- UK single label

Single by Blond

from the album The Lilac Years
- A-side: "I Wake Up And Call"
- Released: 20 June 1969
- Recorded: 12 March 1969
- Studio: Advision, London
- Genre: Baroque pop
- Length: 3:11
- Label: Fontana
- Songwriter: John Cameron
- Producer: Anders Henriksson

Blond UK singles chronology
| "Halcyon Days" (1968) | "(I Will Bring You) Flowers in the Morning" (1969) |  |

Audio
- "(I Will Bring You) Flowers In The Morning" on YouTube

= If I Thought You'd Ever Change Your Mind =

Song written by John Cameron

"If I Thought You'd Ever Change Your Mind" is a song written by British arranger John Cameron and initially recorded by Swedish pop band Blond (Tages) under the title "(I Will Bring You) Flowers in the Morning" for their album The Lilac Years (1969). Cameron initially wrote the song in 1966 after signing with KPM Music and was inspired by a female friend he was feeling unreqruited love for. After unsuccessfully trying to get the song recorded for three years, producer Anders Henriksson was introduced to him and decided to record it with Blond at Advision Studios in London. It was initially released as the B-side for their single "I Wake Up and Call" on 20 June 1969.

British producer George Martin heard the song when Henriksson played Blond's album The Lilac Years for him and decided that Cilla Black would record it. With an arrangement written by Mike Vickers and George Martin, Black's version of "If I Thought You'd Ever Change Your Mind" was released in November 1969 and reached the top-20 on the UK's Record Retailer chart and received positive reviews in the music press for the arrangement. In 2004, Agnetha Fältskog of Swedish pop group ABBA recorded the song as her comeback single after a 17-year long hiatus. It is one of Fältskog's most commercially successful singles but received primarily lukewarm reviews.

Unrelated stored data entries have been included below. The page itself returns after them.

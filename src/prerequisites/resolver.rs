//! The fallback chain shared by every tool

use super::tools::{self, Installation, Tool};
use super::{ResolutionSource, ResolveContext, ResolvedTool, ToolKind, Toolchain};
use crate::archive::robust_remove;
use crate::error::{SparkleError, SparkleResult};
use crate::process::ToolEnv;
use crate::ui;
use std::collections::{BTreeMap, HashMap};
use std::path::Path;
use tracing::{debug, info, warn};

/// Resolves tools once per process and remembers the answers
pub struct Resolver {
    cx: ResolveContext,
    resolved: HashMap<ToolKind, (ResolvedTool, ToolEnv)>,
}

impl Resolver {
    pub fn new(cx: ResolveContext) -> Self {
        Self {
            cx,
            resolved: HashMap::new(),
        }
    }

    pub fn context(&self) -> &ResolveContext {
        &self.cx
    }

    /// Resolve one tool, reusing an earlier result from this process
    pub async fn resolve(&mut self, kind: ToolKind) -> SparkleResult<ResolvedTool> {
        if let Some((tool, _)) = self.resolved.get(&kind) {
            return Ok(tool.clone());
        }

        let strategy = tools::for_kind(kind, &self.cx.manifest);
        let (install, source) = self.locate(strategy.as_ref()).await?;
        let env = strategy.environment(&install, &self.cx);

        let resolved = ResolvedTool {
            kind,
            version: strategy.version().map(str::to_string),
            root: install.root,
            path: install.path,
            source,
        };

        let label = match &resolved.version {
            Some(version) => format!("{} {}", kind, version),
            None => kind.to_string(),
        };
        ui::step_ok_detail(
            self.cx.ui(),
            &label,
            &format!("{}: {}", source, resolved.path.display()),
        );

        self.resolved.insert(kind, (resolved.clone(), env));
        Ok(resolved)
    }

    /// Resolve every tool in `kinds` into one toolchain
    pub async fn toolchain(&mut self, kinds: &[ToolKind]) -> SparkleResult<Toolchain> {
        let mut resolved = BTreeMap::new();
        let mut env = ToolEnv::new();
        for &kind in kinds {
            let tool = self.resolve(kind).await?;
            if let Some((_, tool_env)) = self.resolved.get(&kind) {
                env.extend(tool_env);
            }
            resolved.insert(kind, tool);
        }
        Ok(Toolchain::new(resolved, env))
    }

    /// Walk the chain: override, cache, system, package manager, install
    async fn locate(&self, tool: &dyn Tool) -> SparkleResult<(Installation, ResolutionSource)> {
        let kind = tool.kind();
        let host = self.cx.host;

        if let Some(var) = kind.override_var() {
            if let Some(value) = self.cx.var(var) {
                match tool.check_override(Path::new(&value), host) {
                    Some(found) => {
                        info!("Using {} from {}={}", kind, var, value);
                        return Ok((found, ResolutionSource::Override));
                    }
                    None => warn!("{}={} is not a valid {} installation, ignoring it", var, value, kind),
                }
            }
        }

        let entry = self.cx.cache.entry(kind, tool.version());
        if tokio::fs::symlink_metadata(&entry).await.is_ok() {
            if let Some(found) = tool.validate(&entry, host) {
                debug!("{} cache hit at {}", kind, entry.display());
                return Ok((found, ResolutionSource::Cache));
            }
            warn!("Cached {} at {} is incomplete, rebuilding it", kind, entry.display());
            robust_remove(&entry).await?;
        }

        if let Some(found) = tool.locate_system(&self.cx).await {
            return Ok((found, ResolutionSource::System));
        }

        if tool.install_with_package_manager(&self.cx).await {
            if let Some(found) = tool.locate_system(&self.cx).await {
                return Ok((found, ResolutionSource::PackageManager));
            }
            warn!("{} still not found after package manager install", kind);
        }

        if tool.can_install(host) {
            return match self.install(tool, &entry).await {
                Ok(found) => Ok((found, ResolutionSource::Download)),
                Err(e @ SparkleError::ToolInstallFailed { .. }) => Err(e),
                Err(e) => Err(SparkleError::install_failed(kind.to_string(), e.to_string(), tool.hint(host))),
            };
        }

        Err(SparkleError::tool_not_found(kind.to_string(), tool.hint(host)))
    }

    /// Install into staging, validate, then promote to the cache entry
    async fn install(&self, tool: &dyn Tool, entry: &Path) -> SparkleResult<Installation> {
        let kind = tool.kind();
        let host = self.cx.host;
        let cache = &self.cx.cache;
        let staging = cache.create_staging(kind, tool.version()).await?;

        let staged = match tool.install(&self.cx, &staging).await {
            Ok(()) => tool.validate(&staging, host).is_some(),
            Err(e) => {
                cache.discard(&staging).await;
                return Err(e);
            }
        };
        if !staged {
            cache.discard(&staging).await;
            return Err(SparkleError::install_failed(
                kind.to_string(),
                "installed files did not pass validation",
                tool.hint(host),
            ));
        }

        if let Err(e) = cache.promote(&staging, entry).await {
            cache.discard(&staging).await;
            return Err(e);
        }
        info!("Installed {} into {}", kind, entry.display());

        tool.validate(entry, host).ok_or_else(|| {
            SparkleError::install_failed(
                kind.to_string(),
                format!("{} did not pass validation after promotion", entry.display()),
                tool.hint(host),
            )
        })
    }
}

#[cfg(test)]
mod tests {
    use super::*;
    use crate::platform::{Arch, Host, HostOs};
    use crate::prerequisites::context::testing::*;
    use std::sync::Arc;
    use tempfile::TempDir;

    const NINJA_URL: &str = "https://github.com/ninja-build/ninja/releases/download/v1.12.1/ninja-linux.zip";

    fn ninja_release() -> Vec<u8> {
        zip_bytes(&[("ninja", b"#!/bin/sh\necho 1.12.1\n", 0o755)])
    }

    fn staging_entries(root: &Path) -> usize {
        std::fs::read_dir(root.join("build_cache/.staging"))
            .map(|entries| entries.count())
            .unwrap_or(0)
    }

    #[cfg(unix)]
    #[tokio::test]
    async fn resolve_downloads_once() {
        let temp = TempDir::new().unwrap();
        let fetcher = Arc::new(FakeFetcher::default());
        fetcher.serve(NINJA_URL, ninja_release());
        let cx = context(temp.path(), fetcher.clone(), &[]);

        let mut resolver = Resolver::new(cx.clone());
        let first = resolver.resolve(ToolKind::Ninja).await.unwrap();
        let second = resolver.resolve(ToolKind::Ninja).await.unwrap();
        assert_eq!(first, second);
        assert_eq!(first.source, ResolutionSource::Download);
        assert_eq!(first.path, temp.path().join("build_cache/ninja/1.12.1/ninja"));

        // A later invocation finds the cache
        let mut again = Resolver::new(cx);
        let third = again.resolve(ToolKind::Ninja).await.unwrap();
        assert_eq!(third.path, first.path);
        assert_eq!(third.source, ResolutionSource::Cache);

        assert_eq!(fetcher.calls(), 1);
        assert_eq!(staging_entries(temp.path()), 0);
        assert!(!temp.path().join("build_cache/.downloads/ninja-linux.zip").exists());
    }

    #[cfg(unix)]
    #[tokio::test]
    async fn invalid_cache_entry_is_rebuilt() {
        let temp = TempDir::new().unwrap();
        let entry = temp.path().join("build_cache/ninja/1.12.1");
        std::fs::create_dir_all(&entry).unwrap();
        std::fs::write(entry.join("half-extracted"), b"").unwrap();

        let fetcher = Arc::new(FakeFetcher::default());
        fetcher.serve(NINJA_URL, ninja_release());
        let mut resolver = Resolver::new(context(temp.path(), fetcher.clone(), &[]));

        let ninja = resolver.resolve(ToolKind::Ninja).await.unwrap();
        assert_eq!(ninja.source, ResolutionSource::Download);
        assert!(!entry.join("half-extracted").exists());
        assert!(entry.join("ninja").is_file());
    }

    #[cfg(unix)]
    #[tokio::test]
    async fn valid_override_wins() {
        let temp = TempDir::new().unwrap();
        let ninja = temp.path().join("tools/ninja");
        write_executable(&ninja);
        let value = ninja.to_string_lossy().into_owned();

        let fetcher = Arc::new(FakeFetcher::default());
        let mut resolver = Resolver::new(context(temp.path(), fetcher.clone(), &[("NINJA_PATH", &value)]));

        let resolved = resolver.resolve(ToolKind::Ninja).await.unwrap();
        assert_eq!(resolved.source, ResolutionSource::Override);
        assert_eq!(resolved.path, ninja);
        assert_eq!(fetcher.calls(), 0);
    }

    #[cfg(unix)]
    #[tokio::test]
    async fn invalid_override_falls_through() {
        let temp = TempDir::new().unwrap();
        let fetcher = Arc::new(FakeFetcher::default());
        fetcher.serve(NINJA_URL, ninja_release());
        let mut resolver = Resolver::new(context(
            temp.path(),
            fetcher.clone(),
            &[("NINJA_PATH", "/definitely/not/ninja")],
        ));

        let resolved = resolver.resolve(ToolKind::Ninja).await.unwrap();
        assert_eq!(resolved.source, ResolutionSource::Download);
    }

    #[cfg(unix)]
    #[tokio::test]
    async fn system_path_before_download() {
        let temp = TempDir::new().unwrap();
        let bin = temp.path().join("bin");
        write_executable(&bin.join("ninja"));
        let path = bin.to_string_lossy().into_owned();

        let fetcher = Arc::new(FakeFetcher::default());
        let mut resolver = Resolver::new(context(temp.path(), fetcher.clone(), &[("PATH", &path)]));

        let resolved = resolver.resolve(ToolKind::Ninja).await.unwrap();
        assert_eq!(resolved.source, ResolutionSource::System);
        assert_eq!(resolved.path, bin.join("ninja"));
        assert_eq!(fetcher.calls(), 0);
    }

    #[tokio::test]
    async fn failed_download_leaves_nothing_behind() {
        let temp = TempDir::new().unwrap();
        let fetcher = Arc::new(FakeFetcher::default());
        let mut resolver = Resolver::new(context(temp.path(), fetcher.clone(), &[]));

        let err = resolver.resolve(ToolKind::Ninja).await.unwrap_err();
        assert!(matches!(err, SparkleError::ToolInstallFailed { .. }));
        assert!(err.hint().unwrap().contains("ninja"));
        assert!(!temp.path().join("build_cache/ninja/1.12.1").exists());
        assert_eq!(staging_entries(temp.path()), 0);
    }

    #[tokio::test]
    async fn archive_without_binary_is_not_promoted() {
        let temp = TempDir::new().unwrap();
        let fetcher = Arc::new(FakeFetcher::default());
        fetcher.serve(NINJA_URL, zip_bytes(&[("README.md", b"nothing here", 0o644)]));
        let mut resolver = Resolver::new(context(temp.path(), fetcher, &[]));

        let err = resolver.resolve(ToolKind::Ninja).await.unwrap_err();
        assert!(err.to_string().contains("did not pass validation"));
        assert!(!temp.path().join("build_cache/ninja/1.12.1").exists());
        assert_eq!(staging_entries(temp.path()), 0);
    }

    #[tokio::test]
    async fn missing_jdk_names_java_home() {
        let temp = TempDir::new().unwrap();
        let host = Host::new(HostOs::Unsupported, Arch::X86_64);
        let mut resolver = Resolver::new(context_for(host, temp.path(), Arc::default(), &[]));

        let err = resolver.resolve(ToolKind::Jdk).await.unwrap_err();
        assert!(matches!(err, SparkleError::ToolNotFound { .. }));
        assert_eq!(err.to_string(), "JDK 17 not found");
        assert!(err.hint().unwrap().contains("JAVA_HOME"));
    }

    #[cfg(unix)]
    #[tokio::test]
    async fn toolchain_merges_environments() {
        let temp = TempDir::new().unwrap();
        let slang_root = temp.path().join("slang");
        write_executable(&slang_root.join("bin/slangc"));
        let jdk_root = temp.path().join("jdk");
        write_executable(&jdk_root.join("bin/java"));
        let slang = slang_root.to_string_lossy().into_owned();
        let java_home = jdk_root.to_string_lossy().into_owned();

        let mut resolver = Resolver::new(context(
            temp.path(),
            Arc::default(),
            &[("SLANGC_PATH", &slang), ("JAVA_HOME", &java_home)],
        ));
        let toolchain = resolver.toolchain(&[ToolKind::Slang, ToolKind::Jdk]).await.unwrap();

        assert_eq!(toolchain.path(ToolKind::Slang).unwrap(), slang_root.join("bin/slangc"));
        assert_eq!(toolchain.env().get("JAVA_HOME"), Some(java_home.as_str()));
        assert_eq!(
            toolchain.env().get("SLANGC_PATH"),
            Some(slang_root.join("bin/slangc").to_string_lossy().as_ref())
        );
        assert!(toolchain.env().path_prefix().contains(&jdk_root.join("bin")));
    }
}
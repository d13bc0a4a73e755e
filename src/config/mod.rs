//! Project configuration for sparkle-build

pub mod schema;

pub use schema::Config;

use crate::error::{SparkleError, SparkleResult};
use std::path::{Path, PathBuf};
use tokio::fs;
use tracing::debug;

/// File name looked up at the project root
pub const CONFIG_FILE: &str = "sparkle-build.toml";

/// Configuration manager
pub struct ConfigManager {
    config_path: PathBuf,
    explicit: bool,
}

impl ConfigManager {
    /// Config at `<project_root>/sparkle-build.toml`
    pub fn new(project_root: &Path) -> Self {
        Self {
            config_path: project_root.join(CONFIG_FILE),
            explicit: false,
        }
    }

    /// Config at a user-supplied path, which must exist
    pub fn with_path(path: PathBuf) -> Self {
        Self {
            config_path: path,
            explicit: true,
        }
    }

    /// Load configuration, falling back to defaults when the project has none
    pub async fn load(&self) -> SparkleResult<Config> {
        if !self.explicit && !self.config_path.exists() {
            debug!("{} not found, using defaults", self.config_path.display());
            return Ok(Config::default());
        }

        self.load_from_file(&self.config_path).await
    }

    /// Load configuration from a specific file
    pub async fn load_from_file(&self, path: &Path) -> SparkleResult<Config> {
        let content = fs::read_to_string(path)
            .await
            .map_err(|e| SparkleError::io(format!("reading config from {}", path.display()), e))?;

        toml::from_str(&content).map_err(|e| SparkleError::ConfigInvalid {
            path: path.to_path_buf(),
            reason: e.to_string(),
        })
    }

    /// Get the config file path
    pub fn path(&self) -> &Path {
        &self.config_path
    }
}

== Background and recording ==
British musician John Cameron started out his career as a member of various jazz ensembles, an inspiration that eventually led him to start arranging string quartets for other artists; one of his earliest prolific sessions was writing arrangements for Donovan's US number-one single "Sunshine Superman" in December 1965. This success brought some attention to Cameron, and in 1966 he signed a contract with publishers KPM Music, after which he was tasked to compose a song, which ended up being "If I Thought You'd Ever Change Your Mind". In a 2023 interview, Cameron revealed that the song's "words and music" were inspired by a female friend of his who he was experiencing unrequited love for. Author Nigel Rees instead believes that a verse in the song, "feed you winter fruits and summer wine", was a reference to Mary Renault's 1956 novel The Last of the Wine.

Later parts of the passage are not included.